> _Work item_:
Please return every line of the records that contains the word "missing".

*** Opening of Available data ***

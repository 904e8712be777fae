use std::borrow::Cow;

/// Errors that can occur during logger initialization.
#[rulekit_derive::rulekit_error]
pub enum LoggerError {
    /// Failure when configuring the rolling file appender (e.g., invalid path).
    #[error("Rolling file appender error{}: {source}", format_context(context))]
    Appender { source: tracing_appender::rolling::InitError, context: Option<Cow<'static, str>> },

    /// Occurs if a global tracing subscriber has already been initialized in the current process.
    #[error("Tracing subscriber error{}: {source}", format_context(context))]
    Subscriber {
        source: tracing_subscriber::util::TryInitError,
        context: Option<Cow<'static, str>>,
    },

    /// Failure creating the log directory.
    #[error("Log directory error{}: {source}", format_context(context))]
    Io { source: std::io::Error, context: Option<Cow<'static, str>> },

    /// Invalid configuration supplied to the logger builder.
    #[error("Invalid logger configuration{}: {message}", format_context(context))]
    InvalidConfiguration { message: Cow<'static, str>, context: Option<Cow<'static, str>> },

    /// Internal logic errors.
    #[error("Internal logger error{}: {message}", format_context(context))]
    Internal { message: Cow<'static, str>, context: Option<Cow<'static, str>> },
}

*** Close of Available data ***
*** Opening of Available data ***

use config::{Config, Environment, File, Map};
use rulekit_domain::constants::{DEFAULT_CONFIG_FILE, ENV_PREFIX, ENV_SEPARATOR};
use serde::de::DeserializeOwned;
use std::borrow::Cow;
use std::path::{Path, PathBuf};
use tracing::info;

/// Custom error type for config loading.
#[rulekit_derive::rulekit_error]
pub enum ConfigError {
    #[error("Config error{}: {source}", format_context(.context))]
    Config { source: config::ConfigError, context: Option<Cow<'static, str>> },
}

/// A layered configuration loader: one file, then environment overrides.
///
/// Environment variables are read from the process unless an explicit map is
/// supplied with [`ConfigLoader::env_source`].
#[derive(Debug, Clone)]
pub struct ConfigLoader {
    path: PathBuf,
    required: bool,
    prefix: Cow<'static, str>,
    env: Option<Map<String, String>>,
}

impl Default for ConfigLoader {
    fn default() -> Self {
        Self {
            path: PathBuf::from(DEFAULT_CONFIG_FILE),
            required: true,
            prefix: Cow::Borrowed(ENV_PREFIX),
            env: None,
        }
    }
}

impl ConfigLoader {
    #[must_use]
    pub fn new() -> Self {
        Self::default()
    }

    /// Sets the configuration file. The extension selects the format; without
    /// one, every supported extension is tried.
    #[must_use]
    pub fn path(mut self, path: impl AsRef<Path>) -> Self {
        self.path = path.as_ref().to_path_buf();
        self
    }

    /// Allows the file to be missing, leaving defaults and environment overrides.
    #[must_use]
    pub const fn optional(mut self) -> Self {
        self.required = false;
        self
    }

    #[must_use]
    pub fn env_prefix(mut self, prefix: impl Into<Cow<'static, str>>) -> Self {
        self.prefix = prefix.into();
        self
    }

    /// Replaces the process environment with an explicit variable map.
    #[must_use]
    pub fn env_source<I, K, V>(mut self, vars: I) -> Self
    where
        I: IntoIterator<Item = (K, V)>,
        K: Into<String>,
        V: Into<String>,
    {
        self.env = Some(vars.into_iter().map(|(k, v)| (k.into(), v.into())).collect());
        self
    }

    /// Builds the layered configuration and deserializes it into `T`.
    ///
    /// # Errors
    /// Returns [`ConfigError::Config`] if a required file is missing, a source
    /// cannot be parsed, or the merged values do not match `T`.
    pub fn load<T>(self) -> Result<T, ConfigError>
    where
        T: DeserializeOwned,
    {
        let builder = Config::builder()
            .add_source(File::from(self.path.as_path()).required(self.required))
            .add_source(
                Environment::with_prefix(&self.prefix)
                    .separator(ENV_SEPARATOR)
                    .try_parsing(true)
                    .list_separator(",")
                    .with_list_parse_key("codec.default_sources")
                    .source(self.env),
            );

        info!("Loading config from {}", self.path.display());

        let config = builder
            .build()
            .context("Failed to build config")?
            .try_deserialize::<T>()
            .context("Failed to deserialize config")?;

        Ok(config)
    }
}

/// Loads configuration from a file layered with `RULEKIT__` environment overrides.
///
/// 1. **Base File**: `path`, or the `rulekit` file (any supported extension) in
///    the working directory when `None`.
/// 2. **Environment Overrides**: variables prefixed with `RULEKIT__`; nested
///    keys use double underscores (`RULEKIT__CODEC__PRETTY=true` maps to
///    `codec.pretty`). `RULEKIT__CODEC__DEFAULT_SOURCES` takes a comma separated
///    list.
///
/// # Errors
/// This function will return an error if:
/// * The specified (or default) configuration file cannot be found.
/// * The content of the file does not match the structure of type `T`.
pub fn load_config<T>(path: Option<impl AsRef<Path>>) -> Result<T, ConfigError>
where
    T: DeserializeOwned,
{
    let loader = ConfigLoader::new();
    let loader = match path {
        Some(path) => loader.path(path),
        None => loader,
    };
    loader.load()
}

*** Close of Available data ***

> _Answer space_:
    /// Allows the file to be missing, leaving defaults and environment overrides.
    /// Returns [`ConfigError::Config`] if a required file is missing, a source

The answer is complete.